Start of EXERCISE DATA
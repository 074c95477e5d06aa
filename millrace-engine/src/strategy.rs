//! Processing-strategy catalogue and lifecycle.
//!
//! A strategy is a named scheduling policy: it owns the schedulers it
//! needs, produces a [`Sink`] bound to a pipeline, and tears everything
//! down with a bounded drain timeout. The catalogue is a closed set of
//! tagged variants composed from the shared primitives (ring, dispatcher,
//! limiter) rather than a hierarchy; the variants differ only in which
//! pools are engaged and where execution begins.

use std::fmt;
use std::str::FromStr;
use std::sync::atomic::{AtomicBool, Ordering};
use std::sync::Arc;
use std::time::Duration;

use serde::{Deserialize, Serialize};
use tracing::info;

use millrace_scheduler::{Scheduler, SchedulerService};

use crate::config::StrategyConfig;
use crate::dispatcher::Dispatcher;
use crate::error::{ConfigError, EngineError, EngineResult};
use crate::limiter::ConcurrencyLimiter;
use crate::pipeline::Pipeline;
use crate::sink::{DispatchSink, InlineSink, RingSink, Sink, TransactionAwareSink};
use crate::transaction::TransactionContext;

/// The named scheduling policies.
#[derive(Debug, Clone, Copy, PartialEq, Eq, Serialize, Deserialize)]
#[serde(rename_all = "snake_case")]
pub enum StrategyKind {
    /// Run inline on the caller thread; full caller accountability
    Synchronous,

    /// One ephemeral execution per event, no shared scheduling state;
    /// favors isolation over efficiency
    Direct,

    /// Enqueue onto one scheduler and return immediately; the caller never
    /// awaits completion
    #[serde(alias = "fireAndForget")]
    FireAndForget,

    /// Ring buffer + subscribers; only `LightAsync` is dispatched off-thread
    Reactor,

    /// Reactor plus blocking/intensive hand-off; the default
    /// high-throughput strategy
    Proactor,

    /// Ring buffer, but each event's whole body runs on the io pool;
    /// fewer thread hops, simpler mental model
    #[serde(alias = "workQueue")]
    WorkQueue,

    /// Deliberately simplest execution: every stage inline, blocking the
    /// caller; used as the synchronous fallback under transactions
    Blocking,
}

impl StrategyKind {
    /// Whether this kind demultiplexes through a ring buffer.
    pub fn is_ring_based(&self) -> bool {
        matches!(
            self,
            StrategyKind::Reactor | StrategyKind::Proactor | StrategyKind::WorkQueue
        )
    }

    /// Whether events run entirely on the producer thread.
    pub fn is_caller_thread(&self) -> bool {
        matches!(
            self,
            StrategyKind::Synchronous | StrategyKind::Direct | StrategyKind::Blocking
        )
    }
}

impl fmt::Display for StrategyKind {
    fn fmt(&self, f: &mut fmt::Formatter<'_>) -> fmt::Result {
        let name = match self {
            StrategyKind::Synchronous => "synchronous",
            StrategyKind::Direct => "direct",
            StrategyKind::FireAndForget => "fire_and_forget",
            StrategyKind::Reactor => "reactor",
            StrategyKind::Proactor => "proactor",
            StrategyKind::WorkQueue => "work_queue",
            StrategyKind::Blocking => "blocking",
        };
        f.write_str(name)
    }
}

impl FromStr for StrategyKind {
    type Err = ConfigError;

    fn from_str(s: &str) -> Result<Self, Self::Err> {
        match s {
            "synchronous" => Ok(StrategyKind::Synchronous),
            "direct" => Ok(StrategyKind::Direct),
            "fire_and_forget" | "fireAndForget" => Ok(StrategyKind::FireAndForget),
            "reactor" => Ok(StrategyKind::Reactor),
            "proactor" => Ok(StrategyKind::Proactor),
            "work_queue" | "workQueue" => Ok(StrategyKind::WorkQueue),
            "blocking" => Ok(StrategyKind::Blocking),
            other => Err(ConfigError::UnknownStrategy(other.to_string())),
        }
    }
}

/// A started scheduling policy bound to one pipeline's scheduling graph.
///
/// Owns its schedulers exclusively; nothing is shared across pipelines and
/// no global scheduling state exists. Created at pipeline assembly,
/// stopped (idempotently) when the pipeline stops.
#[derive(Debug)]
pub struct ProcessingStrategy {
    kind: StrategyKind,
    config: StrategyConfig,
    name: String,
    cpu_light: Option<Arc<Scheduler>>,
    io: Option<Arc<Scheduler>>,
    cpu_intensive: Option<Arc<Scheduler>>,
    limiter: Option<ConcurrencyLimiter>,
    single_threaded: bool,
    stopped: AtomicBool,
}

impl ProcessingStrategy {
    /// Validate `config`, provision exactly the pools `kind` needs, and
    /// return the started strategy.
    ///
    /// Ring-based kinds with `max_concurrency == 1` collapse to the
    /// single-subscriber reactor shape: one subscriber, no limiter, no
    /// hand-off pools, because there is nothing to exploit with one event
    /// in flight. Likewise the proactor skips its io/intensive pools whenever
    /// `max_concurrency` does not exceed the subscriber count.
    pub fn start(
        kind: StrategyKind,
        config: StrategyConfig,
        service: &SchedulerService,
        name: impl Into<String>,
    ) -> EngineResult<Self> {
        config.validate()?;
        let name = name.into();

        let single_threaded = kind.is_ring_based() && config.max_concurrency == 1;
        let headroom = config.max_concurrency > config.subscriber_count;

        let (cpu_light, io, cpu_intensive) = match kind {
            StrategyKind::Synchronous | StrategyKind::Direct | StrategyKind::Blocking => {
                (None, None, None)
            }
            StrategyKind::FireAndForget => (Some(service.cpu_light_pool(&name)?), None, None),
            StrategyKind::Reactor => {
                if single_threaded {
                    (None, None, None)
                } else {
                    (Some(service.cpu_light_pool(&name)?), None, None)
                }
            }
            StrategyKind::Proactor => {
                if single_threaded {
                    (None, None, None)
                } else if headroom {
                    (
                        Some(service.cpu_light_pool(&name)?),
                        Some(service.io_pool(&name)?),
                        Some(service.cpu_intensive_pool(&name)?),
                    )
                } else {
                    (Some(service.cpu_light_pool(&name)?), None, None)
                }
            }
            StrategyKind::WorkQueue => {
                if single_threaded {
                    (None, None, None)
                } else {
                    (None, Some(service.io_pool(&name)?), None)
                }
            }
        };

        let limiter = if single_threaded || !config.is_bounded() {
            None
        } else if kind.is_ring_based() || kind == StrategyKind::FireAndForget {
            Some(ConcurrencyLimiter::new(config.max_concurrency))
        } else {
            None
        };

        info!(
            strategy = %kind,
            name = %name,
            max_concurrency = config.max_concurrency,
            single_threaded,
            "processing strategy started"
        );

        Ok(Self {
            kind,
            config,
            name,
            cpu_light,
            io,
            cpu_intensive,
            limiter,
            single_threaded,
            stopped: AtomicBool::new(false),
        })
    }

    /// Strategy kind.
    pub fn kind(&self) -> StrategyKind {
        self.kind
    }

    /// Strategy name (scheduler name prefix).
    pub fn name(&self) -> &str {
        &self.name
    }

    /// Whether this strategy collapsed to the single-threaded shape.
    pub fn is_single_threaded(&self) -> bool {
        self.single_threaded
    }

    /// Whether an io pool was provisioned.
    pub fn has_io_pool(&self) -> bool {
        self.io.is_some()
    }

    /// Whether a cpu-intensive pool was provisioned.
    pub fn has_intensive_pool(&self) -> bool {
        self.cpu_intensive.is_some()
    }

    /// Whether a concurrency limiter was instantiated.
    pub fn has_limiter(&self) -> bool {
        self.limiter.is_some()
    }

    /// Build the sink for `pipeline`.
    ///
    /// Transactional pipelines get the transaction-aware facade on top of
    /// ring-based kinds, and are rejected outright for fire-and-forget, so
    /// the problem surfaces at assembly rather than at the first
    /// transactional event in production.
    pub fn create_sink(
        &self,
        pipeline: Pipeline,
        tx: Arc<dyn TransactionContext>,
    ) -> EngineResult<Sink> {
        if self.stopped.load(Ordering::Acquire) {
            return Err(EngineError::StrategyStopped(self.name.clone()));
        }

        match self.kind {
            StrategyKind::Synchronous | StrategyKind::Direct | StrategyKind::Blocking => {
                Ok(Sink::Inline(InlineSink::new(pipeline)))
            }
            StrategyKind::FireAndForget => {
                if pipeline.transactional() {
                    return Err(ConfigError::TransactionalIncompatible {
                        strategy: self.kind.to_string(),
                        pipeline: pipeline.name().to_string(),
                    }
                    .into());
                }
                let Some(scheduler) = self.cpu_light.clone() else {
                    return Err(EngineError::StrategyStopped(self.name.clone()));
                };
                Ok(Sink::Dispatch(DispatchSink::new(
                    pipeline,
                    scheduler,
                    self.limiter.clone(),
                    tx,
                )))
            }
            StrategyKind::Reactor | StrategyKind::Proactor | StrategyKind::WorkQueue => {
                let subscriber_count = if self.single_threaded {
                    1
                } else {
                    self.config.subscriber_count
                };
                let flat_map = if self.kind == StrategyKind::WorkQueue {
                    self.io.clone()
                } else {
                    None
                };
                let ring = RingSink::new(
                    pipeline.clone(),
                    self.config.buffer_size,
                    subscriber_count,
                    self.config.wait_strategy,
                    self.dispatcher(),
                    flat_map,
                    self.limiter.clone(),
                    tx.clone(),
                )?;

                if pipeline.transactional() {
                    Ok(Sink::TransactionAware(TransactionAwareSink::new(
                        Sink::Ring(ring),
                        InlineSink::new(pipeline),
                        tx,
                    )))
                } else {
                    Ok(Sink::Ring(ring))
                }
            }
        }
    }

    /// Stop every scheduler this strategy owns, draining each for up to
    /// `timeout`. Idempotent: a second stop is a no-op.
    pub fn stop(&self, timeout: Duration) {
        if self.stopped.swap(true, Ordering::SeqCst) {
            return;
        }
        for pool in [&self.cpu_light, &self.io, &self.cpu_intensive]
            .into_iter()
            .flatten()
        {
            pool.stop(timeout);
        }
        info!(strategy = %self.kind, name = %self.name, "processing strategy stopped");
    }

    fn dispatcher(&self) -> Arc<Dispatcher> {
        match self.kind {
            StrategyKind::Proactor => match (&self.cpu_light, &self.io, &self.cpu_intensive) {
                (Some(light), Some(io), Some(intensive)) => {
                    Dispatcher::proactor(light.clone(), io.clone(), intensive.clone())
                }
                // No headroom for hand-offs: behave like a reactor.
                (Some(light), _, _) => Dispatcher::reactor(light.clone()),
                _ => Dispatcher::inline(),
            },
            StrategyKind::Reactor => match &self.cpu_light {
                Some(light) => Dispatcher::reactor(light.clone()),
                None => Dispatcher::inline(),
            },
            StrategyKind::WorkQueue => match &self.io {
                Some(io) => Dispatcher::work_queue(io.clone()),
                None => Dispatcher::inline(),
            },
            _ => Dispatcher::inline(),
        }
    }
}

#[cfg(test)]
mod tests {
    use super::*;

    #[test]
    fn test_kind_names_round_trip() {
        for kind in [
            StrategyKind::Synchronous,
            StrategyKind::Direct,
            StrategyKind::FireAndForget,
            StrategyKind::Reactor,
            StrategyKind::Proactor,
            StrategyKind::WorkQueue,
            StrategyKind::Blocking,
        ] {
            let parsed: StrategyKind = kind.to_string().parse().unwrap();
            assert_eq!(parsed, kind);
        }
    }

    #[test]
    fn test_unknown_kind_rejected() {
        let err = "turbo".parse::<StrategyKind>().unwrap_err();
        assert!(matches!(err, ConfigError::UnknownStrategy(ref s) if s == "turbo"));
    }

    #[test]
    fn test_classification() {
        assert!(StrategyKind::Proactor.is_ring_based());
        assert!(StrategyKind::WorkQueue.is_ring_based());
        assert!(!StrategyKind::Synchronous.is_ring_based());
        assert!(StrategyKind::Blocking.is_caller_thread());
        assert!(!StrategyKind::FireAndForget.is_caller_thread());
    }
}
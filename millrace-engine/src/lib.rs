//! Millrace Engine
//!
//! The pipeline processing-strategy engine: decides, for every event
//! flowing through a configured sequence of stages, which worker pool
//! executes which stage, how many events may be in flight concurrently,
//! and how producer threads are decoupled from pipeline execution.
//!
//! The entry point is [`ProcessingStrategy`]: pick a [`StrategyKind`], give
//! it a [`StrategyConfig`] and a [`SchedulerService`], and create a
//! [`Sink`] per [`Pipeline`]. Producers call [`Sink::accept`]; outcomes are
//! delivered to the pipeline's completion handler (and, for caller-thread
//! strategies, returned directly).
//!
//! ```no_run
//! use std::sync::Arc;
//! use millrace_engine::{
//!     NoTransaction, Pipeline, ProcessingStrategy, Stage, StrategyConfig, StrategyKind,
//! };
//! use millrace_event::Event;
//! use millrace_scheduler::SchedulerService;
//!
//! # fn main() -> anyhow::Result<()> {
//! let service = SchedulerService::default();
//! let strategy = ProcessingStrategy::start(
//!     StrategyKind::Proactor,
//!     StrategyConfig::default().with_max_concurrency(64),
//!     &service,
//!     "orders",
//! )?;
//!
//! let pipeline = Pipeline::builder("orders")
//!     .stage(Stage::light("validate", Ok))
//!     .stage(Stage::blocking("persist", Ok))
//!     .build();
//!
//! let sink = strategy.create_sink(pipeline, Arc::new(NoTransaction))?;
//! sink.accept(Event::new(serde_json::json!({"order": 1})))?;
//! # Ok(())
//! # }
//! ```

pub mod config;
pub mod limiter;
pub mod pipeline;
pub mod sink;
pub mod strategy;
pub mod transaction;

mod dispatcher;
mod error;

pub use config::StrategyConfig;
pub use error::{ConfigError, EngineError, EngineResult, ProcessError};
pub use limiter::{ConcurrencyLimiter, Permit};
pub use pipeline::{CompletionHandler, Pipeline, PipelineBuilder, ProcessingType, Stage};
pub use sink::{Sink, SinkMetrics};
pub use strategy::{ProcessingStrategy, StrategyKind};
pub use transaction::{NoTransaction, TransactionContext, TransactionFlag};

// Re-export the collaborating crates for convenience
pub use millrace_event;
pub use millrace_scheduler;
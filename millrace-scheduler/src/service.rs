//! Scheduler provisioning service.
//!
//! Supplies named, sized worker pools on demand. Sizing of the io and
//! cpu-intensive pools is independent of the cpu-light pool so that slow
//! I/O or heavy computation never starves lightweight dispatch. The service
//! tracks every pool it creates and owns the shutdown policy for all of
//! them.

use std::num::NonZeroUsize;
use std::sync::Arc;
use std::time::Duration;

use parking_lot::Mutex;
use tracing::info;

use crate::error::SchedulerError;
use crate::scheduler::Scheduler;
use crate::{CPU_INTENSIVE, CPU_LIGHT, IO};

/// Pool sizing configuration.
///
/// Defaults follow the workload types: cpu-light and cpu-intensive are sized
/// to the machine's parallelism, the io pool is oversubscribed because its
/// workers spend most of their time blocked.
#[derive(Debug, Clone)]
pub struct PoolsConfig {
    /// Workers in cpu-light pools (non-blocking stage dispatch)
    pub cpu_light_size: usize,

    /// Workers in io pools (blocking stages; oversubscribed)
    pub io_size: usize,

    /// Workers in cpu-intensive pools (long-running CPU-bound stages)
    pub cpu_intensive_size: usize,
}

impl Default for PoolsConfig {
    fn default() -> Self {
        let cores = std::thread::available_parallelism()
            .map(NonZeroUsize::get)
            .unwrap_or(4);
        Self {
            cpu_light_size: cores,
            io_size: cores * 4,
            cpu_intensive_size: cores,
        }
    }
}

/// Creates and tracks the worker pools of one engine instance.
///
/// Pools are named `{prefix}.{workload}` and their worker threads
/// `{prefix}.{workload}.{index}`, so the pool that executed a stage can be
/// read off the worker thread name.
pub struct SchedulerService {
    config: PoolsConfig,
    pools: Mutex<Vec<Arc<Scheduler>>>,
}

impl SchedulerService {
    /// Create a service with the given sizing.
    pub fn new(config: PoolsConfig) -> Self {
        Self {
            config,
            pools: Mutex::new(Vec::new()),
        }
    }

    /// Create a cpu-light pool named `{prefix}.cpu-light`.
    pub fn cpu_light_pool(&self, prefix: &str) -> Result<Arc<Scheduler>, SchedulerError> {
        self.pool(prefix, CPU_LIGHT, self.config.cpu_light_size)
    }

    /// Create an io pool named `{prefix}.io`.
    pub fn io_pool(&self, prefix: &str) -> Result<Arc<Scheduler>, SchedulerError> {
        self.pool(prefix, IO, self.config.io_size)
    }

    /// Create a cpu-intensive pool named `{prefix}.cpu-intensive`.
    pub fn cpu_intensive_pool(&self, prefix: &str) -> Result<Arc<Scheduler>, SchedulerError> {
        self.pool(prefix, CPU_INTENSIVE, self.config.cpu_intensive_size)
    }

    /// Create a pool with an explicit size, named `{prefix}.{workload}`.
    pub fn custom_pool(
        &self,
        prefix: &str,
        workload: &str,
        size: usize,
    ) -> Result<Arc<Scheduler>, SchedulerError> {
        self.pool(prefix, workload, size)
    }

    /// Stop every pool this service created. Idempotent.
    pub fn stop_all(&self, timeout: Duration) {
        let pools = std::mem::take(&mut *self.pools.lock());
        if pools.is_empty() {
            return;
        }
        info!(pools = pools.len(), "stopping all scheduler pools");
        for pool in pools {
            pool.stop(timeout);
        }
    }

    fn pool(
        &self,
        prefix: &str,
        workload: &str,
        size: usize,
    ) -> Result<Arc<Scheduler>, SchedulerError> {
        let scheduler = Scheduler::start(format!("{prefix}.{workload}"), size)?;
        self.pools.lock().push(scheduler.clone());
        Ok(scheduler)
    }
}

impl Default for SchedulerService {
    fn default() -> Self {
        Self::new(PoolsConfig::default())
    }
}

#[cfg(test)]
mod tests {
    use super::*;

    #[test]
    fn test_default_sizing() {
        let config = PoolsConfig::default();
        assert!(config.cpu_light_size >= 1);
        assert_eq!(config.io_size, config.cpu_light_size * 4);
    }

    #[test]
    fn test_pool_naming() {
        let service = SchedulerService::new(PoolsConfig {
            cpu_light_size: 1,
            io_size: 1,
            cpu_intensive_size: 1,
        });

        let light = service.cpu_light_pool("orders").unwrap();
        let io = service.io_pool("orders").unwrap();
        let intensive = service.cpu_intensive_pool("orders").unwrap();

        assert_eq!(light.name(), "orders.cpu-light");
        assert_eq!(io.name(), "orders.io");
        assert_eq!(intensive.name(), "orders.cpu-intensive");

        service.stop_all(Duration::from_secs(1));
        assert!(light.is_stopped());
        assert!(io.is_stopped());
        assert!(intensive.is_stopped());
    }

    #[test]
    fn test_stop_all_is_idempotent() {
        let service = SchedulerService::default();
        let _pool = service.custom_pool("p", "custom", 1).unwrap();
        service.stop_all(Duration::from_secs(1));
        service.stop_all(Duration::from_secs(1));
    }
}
End of EXERCISE DATA
▶ _WHAT TO DO_
Write down again, exactly as given, only the lines above that fall from the line with "the single-threaded shape." to the line with "cpu-intensive pool was provisioned.", inclusive.

▶ _SOLUTION TO THIS TASK_
    /// Whether this strategy collapsed to the single-threaded shape.
    pub fn is_single_threaded(&self) -> bool {
        self.single_threaded
    }

    /// Whether an io pool was provisioned.
    pub fn has_io_pool(&self) -> bool {
        self.io.is_some()
    }

    /// Whether a cpu-intensive pool was provisioned.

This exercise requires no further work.